Aragonite needles: mode of transportation

The production of the Middle Miocene aragonite needles in the shallow-water environment of GBB and their occurrence at distal sites suggest an allochtonous origin and imply basinward transport. These fine-grained particles could be exported from the bank either in suspension or by gravity currents. In the latter case, aragonite needles might be linked to the distal part of turbidite deposits, which concentrate the finest particles. However, the absence of aragonite needles at the proximal sites, their small size and their well-preserved morphology (Fig. 2) support suspension-driven transport. It thus seems likely that Middle Miocene off-bank transport of aragonite needles occurred in a similar way as the present-day sediment export processes on the Bahamas (McCave 1972; Neumann and Land 1975; Schlager and Chermak 1979; Droxler and Schlager 1985; Heath and Mullins 1984; Shinn et al. 1989; Wilber et al. 1990; Wilson and Roberts 1992, 1995; Rendle-Bühring and Reijmer 2005). Next to storms and hurricanes, which occasionally may cause aragonite export, long-term fine-grained sediment transport patterns from this production zone are related to the wind-driven surface currents (Roth and Reijmer 2005). On the bank, needles also may serve as nuclei for further aragonite precipitation if the seawater chemical conditions are favourable (Roth and Reijmer 2005). Once transported off-bank, the aragonite needles are exported as suspended material towards the leeward escarpment.
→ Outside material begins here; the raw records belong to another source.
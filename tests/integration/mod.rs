// Integration test utilities and common code
// Builds a corpus directory, a catalog CSV and a quotes database inside one temp dir

#![allow(dead_code)]

use std::path::{Path, PathBuf};
use std::fs;
use std::str::FromStr;
use sqlx::sqlite::{SqliteConnectOptions, SqlitePoolOptions};
use tempfile::TempDir;

use quote_context::{BookFormat, MatchParams, RunConfig};

pub const QUOTES_TABLE: &str = "quotes_cleaned";

/// Test fixture helper for creating a temporary corpus, catalog and quotes database
pub struct TestFixture {
    pub temp_dir: TempDir,
    pub root_path: PathBuf,
}

impl TestFixture {
    /// Create a new test fixture with temporary directory
    pub fn new() -> Self {
        let temp_dir = TempDir::new().expect("Failed to create temp directory");
        let root_path = temp_dir.path().to_path_buf();
        fs::create_dir_all(root_path.join("books")).expect("Failed to create books directory");

        Self {
            temp_dir,
            root_path,
        }
    }

    pub fn books_dir(&self) -> PathBuf {
        self.root_path.join("books")
    }

    pub fn catalog_path(&self) -> PathBuf {
        self.root_path.join("metadata.csv")
    }

    pub fn database_path(&self) -> PathBuf {
        self.root_path.join("quotes.db")
    }

    pub fn checkpoint_path(&self) -> PathBuf {
        self.root_path.join("checkpoint.json")
    }

    /// Create a book text file under the books directory
    pub fn create_book_file<P: AsRef<Path>>(&self, relative_path: P, content: &[u8]) -> PathBuf {
        let file_path = self.books_dir().join(relative_path);

        if let Some(parent) = file_path.parent() {
            fs::create_dir_all(parent).expect("Failed to create parent directories");
        }

        fs::write(&file_path, content).expect("Failed to write book file");
        file_path
    }

    /// Write the catalog CSV from (book num, title, author-as-written) rows
    pub fn create_catalog(&self, rows: &[(&str, &str, &str)]) -> PathBuf {
        let mut content = String::from("Book Num,Book Title,Author\n");
        for (num, title, author) in rows {
            content.push_str(&format!("{},\"{}\",\"{}\"\n", num, title, author));
        }
        fs::write(self.catalog_path(), content).expect("Failed to write catalog");
        self.catalog_path()
    }

    /// Create the quotes database with the given (id, quote, author, context) rows
    pub async fn create_quotes_db(&self, rows: &[(i64, Option<&str>, Option<&str>, Option<&str>)]) {
        let options = SqliteConnectOptions::from_str(&format!("sqlite:{}", self.database_path().display()))
            .expect("Invalid database path")
            .create_if_missing(true);
        let pool = SqlitePoolOptions::new()
            .max_connections(1)
            .connect_with(options)
            .await
            .expect("Failed to create database");

        sqlx::query(&format!(
            "CREATE TABLE {QUOTES_TABLE} (id INTEGER PRIMARY KEY, quote TEXT, author TEXT, context TEXT)"
        ))
        .execute(&pool)
        .await
        .expect("Failed to create quotes table");

        for &(id, quote, author, context) in rows {
            sqlx::query(&format!(
                "INSERT INTO {QUOTES_TABLE} (id, quote, author, context) VALUES (?, ?, ?, ?)"
            ))
            .bind(id)
            .bind(quote)
            .bind(author)
            .bind(context)
            .execute(&pool)
            .await
            .expect("Failed to insert quote");
        }

        pool.close().await;
    }

    /// Read back every (id, context) pair ordered by id
    pub async fn read_contexts(&self) -> Vec<(i64, Option<String>)> {
        let options = SqliteConnectOptions::from_str(&format!("sqlite:{}", self.database_path().display()))
            .expect("Invalid database path");
        let pool = SqlitePoolOptions::new()
            .max_connections(1)
            .connect_with(options)
            .await
            .expect("Failed to open database");

        let rows: Vec<(i64, Option<String>)> =
            sqlx::query_as(&format!("SELECT id, context FROM {QUOTES_TABLE} ORDER BY id"))
                .fetch_all(&pool)
                .await
                .expect("Failed to read contexts");
        pool.close().await;
        rows
    }

    /// Run configuration pointing at this fixture
    pub fn run_config(&self) -> RunConfig {
        RunConfig {
            catalog_path: self.catalog_path(),
            books_dir: self.books_dir(),
            book_extension: "txt".to_string(),
            book_format: BookFormat::PlainText,
            database_path: self.database_path(),
            quotes_table: QUOTES_TABLE.to_string(),
            checkpoint_path: self.checkpoint_path(),
            stats_out: self.root_path.join("run_stats.json"),
            no_progress: true,
            match_params: MatchParams::default(),
        }
    }
}

/// A paragraph of filler sentences, `count` sentences long
pub fn filler_sentences(count: usize) -> String {
    (0..count)
        .map(|i| format!("Filler sentence number {i} says nothing in particular."))
        .collect::<Vec<_>>()
        .join(" ")
}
Present-day Bahamian off-bank sediment transport occurs almost exclusively during sea-level highstands when the platform top is flooded, implying high carbonate production rates (Droxler and Schlager 1985; Austin et al. 1988; Schlager et al. 1994; Eberli et al. 1997; Betzler et al. 1999). Conversely, in the Miocene carbonate ramp, the production area was not significantly reduced during sea-level lowstand due to downstepping along the gentle ramp topography (Burchette and Wright 1992; Schlager et al. 1994). Consequently, the ramp morphology might favour needles export during both sea-level highstands and lowstands (Bernet et al. 2000; Swart and Eberli 2005; Turpin et al. 2008). The absence of aragonite needles at the proximal part of the slope implies granulometric sorting. Previous authors, however, postulated that pore fluid circulation inside the bank is preferentially active in permeable sediments in the slope domain (Eberli et al. 1997; Caspard et al. 2004). For this reason, the absence of needles in the proximal sites is certainly enhanced by aragonite dissolution processes resulting in precipitation of diagenetically more stable authigenic carbonates.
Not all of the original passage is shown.